Start of Block

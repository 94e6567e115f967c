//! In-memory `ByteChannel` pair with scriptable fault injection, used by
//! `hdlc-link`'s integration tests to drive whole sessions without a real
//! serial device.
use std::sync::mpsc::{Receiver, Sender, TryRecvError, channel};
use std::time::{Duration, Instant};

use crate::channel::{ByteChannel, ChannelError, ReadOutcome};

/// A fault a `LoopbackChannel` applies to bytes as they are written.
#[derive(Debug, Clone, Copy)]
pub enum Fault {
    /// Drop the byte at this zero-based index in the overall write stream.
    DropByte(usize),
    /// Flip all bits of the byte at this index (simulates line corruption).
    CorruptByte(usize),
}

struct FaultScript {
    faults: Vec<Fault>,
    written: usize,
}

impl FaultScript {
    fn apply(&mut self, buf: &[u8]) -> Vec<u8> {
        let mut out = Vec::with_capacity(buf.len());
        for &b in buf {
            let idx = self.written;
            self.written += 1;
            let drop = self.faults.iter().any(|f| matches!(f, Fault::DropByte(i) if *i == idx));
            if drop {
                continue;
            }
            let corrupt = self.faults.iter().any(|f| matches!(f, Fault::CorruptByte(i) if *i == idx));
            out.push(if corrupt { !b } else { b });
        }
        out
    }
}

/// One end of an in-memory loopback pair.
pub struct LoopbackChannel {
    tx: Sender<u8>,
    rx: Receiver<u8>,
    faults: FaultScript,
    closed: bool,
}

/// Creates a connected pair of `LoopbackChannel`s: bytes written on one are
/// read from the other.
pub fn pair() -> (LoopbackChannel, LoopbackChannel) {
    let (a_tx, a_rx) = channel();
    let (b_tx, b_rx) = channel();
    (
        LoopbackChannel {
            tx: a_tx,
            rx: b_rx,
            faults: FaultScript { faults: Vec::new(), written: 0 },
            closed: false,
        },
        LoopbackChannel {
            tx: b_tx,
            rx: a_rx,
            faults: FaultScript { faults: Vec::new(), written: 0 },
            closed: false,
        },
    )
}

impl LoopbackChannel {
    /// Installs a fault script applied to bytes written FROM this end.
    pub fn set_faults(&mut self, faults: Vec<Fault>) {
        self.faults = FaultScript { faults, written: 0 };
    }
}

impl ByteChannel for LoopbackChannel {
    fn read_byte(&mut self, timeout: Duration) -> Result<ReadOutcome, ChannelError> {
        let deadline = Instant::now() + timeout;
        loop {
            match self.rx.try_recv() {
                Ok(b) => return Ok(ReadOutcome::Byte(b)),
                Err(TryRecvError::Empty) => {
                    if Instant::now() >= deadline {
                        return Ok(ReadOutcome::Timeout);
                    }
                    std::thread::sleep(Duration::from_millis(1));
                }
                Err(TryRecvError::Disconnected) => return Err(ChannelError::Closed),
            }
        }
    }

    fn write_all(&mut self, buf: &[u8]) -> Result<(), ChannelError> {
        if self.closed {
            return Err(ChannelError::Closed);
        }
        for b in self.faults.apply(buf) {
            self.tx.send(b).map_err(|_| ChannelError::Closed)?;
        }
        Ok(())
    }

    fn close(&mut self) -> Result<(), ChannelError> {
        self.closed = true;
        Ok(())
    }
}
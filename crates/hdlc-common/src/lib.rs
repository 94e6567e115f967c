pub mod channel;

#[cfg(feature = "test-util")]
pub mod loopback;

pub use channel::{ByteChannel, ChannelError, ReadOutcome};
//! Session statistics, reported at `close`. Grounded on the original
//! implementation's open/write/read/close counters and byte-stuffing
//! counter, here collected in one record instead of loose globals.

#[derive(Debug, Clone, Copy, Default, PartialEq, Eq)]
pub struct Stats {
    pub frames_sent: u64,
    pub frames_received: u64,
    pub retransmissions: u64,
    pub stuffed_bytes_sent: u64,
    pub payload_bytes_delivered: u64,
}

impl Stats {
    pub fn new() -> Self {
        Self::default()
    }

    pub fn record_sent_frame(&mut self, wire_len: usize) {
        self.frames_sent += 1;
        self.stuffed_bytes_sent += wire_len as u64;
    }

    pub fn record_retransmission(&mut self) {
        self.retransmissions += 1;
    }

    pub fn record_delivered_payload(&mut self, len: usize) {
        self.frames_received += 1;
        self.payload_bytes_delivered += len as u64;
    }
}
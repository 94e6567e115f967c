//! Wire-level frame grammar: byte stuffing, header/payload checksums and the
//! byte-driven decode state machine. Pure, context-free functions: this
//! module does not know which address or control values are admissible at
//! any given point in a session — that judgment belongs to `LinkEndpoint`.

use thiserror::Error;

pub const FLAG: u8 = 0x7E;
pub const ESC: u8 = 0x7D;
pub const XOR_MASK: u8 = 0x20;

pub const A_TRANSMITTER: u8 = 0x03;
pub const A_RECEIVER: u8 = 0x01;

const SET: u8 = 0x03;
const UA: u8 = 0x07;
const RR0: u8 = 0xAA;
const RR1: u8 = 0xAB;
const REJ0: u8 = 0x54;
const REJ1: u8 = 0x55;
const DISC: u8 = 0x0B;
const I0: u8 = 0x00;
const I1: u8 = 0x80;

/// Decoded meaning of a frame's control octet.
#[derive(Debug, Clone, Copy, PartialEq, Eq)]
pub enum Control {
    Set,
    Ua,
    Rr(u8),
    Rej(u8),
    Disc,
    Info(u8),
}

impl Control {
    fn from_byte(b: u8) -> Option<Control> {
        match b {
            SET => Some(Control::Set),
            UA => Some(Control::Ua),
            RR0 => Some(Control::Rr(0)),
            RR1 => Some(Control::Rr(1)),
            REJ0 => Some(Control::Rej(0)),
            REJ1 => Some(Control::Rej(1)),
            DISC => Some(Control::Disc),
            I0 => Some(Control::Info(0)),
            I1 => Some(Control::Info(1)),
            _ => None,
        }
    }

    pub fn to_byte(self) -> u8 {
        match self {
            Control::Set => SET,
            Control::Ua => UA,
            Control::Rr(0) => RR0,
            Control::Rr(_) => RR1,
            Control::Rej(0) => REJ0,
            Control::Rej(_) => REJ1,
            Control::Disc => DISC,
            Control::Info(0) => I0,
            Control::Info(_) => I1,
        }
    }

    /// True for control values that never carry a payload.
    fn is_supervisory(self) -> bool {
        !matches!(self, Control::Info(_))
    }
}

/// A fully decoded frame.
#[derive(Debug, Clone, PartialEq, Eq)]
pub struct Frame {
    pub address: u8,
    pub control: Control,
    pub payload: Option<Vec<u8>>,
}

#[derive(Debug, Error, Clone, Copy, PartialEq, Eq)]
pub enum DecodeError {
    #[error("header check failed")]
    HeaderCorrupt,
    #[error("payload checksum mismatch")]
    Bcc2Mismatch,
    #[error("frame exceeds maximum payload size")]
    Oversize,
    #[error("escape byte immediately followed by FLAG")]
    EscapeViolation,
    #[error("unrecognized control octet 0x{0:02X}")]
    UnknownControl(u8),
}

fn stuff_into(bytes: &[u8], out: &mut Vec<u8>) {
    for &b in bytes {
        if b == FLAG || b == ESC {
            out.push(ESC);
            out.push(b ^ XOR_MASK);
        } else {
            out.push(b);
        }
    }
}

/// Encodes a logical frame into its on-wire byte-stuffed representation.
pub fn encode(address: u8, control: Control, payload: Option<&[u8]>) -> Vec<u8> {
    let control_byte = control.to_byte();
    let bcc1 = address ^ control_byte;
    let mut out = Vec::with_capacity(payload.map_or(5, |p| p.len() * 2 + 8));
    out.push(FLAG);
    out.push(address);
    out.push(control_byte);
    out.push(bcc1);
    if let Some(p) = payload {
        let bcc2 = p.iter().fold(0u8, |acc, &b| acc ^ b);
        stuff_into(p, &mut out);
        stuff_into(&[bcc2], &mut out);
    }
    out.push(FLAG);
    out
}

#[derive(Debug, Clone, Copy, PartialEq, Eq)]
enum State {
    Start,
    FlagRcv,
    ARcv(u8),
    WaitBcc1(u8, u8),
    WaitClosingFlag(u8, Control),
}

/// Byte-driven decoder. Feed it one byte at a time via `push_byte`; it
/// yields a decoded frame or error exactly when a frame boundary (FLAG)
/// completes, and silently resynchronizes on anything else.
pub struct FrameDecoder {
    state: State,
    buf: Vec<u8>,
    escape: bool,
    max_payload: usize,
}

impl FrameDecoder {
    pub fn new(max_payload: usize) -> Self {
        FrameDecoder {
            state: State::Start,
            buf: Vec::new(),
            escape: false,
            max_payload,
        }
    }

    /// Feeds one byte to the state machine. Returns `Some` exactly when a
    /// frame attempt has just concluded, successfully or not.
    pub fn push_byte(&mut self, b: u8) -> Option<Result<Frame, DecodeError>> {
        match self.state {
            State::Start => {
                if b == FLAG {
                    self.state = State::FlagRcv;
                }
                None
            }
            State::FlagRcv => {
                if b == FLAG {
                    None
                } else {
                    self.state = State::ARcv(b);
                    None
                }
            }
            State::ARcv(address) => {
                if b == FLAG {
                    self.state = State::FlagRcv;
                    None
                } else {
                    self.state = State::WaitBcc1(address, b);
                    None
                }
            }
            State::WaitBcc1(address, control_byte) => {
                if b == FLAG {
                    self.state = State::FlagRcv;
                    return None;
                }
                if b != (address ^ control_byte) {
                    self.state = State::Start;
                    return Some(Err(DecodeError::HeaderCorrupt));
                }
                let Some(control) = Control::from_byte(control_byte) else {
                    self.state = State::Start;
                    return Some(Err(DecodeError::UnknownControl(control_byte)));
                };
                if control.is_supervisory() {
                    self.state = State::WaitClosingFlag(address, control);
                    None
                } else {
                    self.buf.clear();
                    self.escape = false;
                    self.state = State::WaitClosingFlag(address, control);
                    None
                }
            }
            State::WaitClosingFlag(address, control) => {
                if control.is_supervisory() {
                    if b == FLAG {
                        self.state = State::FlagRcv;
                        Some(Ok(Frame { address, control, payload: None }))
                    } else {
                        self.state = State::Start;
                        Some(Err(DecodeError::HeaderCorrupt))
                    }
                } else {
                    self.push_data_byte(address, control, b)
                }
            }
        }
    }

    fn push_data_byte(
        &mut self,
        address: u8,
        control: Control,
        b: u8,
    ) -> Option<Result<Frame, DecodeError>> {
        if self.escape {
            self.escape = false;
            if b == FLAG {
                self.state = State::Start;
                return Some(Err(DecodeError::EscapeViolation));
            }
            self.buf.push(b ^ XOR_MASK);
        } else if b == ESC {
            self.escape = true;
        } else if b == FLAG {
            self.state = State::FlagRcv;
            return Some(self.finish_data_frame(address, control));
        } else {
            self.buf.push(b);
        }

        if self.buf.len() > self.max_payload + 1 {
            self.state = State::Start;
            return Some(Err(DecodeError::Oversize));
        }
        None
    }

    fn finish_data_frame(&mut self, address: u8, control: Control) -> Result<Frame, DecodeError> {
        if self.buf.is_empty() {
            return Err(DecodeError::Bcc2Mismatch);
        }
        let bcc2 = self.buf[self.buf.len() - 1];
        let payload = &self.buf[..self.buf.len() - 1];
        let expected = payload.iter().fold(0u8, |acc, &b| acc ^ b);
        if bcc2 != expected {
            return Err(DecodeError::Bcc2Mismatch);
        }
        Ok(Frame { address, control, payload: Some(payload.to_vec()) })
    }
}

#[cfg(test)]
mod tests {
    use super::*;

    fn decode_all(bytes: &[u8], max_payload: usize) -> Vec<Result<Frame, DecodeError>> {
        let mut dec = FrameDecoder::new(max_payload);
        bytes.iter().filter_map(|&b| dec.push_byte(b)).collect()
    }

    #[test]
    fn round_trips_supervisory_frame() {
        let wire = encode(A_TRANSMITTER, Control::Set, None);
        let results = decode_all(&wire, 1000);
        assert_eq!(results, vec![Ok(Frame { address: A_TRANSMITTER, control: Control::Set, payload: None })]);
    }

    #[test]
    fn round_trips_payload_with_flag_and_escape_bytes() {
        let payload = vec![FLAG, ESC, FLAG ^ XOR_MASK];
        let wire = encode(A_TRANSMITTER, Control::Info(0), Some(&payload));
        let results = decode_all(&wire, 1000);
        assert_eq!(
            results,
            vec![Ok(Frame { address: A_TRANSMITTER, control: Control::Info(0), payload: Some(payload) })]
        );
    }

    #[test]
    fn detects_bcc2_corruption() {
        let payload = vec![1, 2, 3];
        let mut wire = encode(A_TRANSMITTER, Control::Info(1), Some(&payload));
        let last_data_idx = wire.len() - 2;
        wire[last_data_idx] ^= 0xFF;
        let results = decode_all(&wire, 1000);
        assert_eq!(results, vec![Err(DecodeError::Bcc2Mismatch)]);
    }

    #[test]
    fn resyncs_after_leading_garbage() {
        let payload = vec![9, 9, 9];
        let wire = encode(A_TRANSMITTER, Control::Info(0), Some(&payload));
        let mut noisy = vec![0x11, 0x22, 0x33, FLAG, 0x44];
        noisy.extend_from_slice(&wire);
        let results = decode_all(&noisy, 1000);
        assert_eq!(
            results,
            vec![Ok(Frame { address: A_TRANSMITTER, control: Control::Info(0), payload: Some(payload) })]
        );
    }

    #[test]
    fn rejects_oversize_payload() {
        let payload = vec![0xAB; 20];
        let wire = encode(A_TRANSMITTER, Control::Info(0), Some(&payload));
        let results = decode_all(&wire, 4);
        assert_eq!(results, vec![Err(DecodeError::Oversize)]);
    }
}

End of Block
Start of Block

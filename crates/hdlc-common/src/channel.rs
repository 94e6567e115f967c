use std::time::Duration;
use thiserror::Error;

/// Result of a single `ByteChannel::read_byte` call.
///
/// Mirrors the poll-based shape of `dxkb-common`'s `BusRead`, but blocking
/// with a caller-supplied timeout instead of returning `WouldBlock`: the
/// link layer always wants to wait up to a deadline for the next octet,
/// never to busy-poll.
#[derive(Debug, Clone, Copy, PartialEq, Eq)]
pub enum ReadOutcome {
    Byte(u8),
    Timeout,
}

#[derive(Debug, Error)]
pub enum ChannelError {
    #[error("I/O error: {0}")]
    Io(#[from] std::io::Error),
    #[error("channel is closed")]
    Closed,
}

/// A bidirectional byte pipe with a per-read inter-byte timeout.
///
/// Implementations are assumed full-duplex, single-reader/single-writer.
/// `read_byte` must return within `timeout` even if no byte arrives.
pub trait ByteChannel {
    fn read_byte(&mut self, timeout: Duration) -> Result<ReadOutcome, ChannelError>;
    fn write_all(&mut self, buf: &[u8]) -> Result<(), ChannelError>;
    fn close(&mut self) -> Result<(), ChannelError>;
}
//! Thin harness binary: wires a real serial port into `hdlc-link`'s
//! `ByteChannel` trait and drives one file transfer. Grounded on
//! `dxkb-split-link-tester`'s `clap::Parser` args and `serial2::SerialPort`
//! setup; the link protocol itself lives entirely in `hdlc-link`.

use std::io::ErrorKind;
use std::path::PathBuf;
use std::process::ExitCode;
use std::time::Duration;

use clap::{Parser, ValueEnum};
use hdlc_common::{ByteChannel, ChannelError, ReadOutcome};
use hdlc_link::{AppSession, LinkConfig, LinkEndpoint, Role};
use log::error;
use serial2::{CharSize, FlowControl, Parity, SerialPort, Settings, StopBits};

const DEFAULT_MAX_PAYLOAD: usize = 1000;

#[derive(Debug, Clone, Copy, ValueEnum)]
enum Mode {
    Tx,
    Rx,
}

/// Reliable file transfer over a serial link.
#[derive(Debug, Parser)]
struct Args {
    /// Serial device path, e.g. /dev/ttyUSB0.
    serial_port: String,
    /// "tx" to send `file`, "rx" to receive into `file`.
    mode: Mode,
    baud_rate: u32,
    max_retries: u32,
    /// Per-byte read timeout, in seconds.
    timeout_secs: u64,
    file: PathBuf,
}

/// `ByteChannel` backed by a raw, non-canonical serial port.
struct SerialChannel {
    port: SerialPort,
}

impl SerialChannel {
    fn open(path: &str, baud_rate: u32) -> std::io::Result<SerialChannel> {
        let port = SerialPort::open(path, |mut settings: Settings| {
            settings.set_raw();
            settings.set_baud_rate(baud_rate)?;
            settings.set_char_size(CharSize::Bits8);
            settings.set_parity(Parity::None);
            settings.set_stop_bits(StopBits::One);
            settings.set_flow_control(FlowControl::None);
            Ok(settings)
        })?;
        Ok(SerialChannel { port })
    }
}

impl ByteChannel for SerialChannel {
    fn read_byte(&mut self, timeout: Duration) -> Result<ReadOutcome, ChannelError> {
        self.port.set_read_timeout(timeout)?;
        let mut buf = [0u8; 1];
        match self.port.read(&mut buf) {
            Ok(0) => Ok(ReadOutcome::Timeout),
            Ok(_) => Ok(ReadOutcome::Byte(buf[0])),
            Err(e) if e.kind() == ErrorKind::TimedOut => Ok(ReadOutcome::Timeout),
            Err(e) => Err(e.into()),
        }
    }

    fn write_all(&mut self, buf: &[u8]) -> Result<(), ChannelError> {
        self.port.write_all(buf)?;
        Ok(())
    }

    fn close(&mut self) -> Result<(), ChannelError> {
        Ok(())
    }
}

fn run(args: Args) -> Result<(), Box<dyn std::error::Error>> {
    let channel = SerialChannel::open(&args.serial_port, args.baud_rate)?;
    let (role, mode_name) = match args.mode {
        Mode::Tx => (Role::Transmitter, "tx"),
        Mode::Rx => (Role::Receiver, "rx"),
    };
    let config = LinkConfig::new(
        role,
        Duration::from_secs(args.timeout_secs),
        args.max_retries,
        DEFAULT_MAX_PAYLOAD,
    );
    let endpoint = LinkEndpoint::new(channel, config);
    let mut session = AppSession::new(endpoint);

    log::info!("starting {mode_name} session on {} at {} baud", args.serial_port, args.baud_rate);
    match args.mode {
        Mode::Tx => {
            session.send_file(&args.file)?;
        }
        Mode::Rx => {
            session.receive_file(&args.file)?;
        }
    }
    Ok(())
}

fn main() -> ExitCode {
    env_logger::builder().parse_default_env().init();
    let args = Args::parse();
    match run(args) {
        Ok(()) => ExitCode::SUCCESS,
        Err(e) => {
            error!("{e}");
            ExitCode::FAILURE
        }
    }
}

End of Block
Start of Block

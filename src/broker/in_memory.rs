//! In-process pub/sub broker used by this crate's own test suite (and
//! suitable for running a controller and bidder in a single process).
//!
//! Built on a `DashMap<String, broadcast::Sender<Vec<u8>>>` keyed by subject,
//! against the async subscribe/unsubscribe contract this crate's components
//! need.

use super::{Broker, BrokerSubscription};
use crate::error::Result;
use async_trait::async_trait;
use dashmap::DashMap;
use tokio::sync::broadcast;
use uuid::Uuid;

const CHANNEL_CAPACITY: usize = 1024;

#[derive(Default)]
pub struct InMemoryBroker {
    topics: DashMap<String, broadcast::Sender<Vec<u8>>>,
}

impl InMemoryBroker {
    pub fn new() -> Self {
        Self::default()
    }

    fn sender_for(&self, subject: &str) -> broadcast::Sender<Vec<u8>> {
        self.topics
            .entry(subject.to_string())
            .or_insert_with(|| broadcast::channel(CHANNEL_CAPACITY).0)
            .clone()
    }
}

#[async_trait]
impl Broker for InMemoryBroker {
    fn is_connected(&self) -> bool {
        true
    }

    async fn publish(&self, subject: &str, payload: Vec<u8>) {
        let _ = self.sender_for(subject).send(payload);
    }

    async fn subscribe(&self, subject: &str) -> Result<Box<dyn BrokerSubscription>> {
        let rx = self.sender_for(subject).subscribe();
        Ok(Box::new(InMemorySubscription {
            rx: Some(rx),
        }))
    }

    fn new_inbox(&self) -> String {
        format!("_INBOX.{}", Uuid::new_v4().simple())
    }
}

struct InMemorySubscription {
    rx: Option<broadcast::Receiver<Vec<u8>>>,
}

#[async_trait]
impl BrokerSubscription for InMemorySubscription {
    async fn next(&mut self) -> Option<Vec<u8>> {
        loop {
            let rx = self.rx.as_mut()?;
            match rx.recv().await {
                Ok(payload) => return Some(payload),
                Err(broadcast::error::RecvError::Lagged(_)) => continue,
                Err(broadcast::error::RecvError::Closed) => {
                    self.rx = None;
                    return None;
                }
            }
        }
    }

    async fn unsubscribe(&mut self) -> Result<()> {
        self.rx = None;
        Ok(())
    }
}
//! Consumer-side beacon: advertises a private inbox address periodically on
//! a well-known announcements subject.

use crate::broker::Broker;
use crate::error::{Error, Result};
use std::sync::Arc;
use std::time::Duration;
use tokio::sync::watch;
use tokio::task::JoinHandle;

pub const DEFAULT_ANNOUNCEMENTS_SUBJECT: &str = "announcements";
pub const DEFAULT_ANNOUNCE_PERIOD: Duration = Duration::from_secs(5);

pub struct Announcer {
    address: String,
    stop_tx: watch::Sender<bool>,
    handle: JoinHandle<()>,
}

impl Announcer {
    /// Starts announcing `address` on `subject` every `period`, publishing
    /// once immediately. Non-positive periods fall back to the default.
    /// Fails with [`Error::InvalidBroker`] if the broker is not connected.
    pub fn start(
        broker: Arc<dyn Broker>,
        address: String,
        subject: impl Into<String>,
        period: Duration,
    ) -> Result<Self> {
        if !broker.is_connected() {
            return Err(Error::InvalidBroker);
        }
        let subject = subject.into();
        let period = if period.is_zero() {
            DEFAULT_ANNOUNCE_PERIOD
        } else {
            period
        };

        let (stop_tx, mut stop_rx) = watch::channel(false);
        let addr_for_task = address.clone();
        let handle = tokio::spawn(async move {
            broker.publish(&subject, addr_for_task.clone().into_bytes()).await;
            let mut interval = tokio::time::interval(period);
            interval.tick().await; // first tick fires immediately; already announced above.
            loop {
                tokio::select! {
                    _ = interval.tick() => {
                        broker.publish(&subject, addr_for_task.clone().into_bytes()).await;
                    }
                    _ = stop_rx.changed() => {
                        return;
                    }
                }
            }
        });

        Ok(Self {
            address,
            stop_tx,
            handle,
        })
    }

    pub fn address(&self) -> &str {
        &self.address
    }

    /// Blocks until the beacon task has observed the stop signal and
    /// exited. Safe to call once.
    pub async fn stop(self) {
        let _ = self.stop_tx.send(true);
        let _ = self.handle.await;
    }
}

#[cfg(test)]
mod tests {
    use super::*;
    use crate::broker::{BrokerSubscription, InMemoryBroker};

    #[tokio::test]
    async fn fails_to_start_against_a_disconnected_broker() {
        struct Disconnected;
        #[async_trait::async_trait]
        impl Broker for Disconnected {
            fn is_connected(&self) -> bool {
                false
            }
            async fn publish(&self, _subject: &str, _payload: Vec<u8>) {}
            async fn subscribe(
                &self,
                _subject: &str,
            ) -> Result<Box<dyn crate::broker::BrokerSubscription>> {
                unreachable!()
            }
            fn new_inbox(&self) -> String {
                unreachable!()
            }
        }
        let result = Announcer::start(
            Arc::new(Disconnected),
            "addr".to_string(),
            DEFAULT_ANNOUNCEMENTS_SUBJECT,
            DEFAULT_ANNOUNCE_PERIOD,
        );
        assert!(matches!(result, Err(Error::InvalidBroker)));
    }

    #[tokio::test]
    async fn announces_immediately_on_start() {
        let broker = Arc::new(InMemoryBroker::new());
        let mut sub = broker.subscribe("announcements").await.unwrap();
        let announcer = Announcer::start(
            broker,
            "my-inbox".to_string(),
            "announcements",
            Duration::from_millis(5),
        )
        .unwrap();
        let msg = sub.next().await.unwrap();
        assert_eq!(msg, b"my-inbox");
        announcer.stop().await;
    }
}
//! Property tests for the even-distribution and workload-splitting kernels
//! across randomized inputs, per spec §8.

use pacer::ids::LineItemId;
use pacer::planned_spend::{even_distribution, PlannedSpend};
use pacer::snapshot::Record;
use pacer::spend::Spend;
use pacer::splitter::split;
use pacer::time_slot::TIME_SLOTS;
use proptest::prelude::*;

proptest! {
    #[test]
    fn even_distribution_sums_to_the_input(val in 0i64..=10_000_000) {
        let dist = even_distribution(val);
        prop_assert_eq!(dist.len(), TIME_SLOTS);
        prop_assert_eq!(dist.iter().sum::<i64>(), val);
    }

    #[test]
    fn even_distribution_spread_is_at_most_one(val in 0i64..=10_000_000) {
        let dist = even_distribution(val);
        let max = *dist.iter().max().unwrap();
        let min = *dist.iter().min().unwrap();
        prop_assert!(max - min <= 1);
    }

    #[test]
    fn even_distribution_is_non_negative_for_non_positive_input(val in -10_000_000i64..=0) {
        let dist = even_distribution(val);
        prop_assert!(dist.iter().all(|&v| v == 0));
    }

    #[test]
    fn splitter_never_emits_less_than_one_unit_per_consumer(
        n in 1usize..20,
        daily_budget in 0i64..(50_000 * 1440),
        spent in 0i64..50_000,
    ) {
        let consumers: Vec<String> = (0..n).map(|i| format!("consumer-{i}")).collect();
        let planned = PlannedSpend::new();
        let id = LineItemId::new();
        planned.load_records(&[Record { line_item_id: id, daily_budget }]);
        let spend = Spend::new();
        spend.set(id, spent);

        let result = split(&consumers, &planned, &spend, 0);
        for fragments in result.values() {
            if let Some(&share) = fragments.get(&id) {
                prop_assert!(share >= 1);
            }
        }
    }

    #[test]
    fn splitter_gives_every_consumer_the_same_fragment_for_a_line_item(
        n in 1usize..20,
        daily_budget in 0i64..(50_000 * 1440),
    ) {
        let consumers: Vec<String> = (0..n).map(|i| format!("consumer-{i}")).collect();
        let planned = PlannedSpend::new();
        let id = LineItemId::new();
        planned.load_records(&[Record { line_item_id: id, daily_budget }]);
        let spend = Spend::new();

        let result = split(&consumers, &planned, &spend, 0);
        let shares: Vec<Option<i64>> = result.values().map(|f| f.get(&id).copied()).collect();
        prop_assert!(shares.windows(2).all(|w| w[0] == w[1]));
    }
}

End of Block

PROBLEM STATEMENT
Tally the lines that hold the word "dxkb" in the listing, and give the tally with nothing else.

ANSWER SPACE
2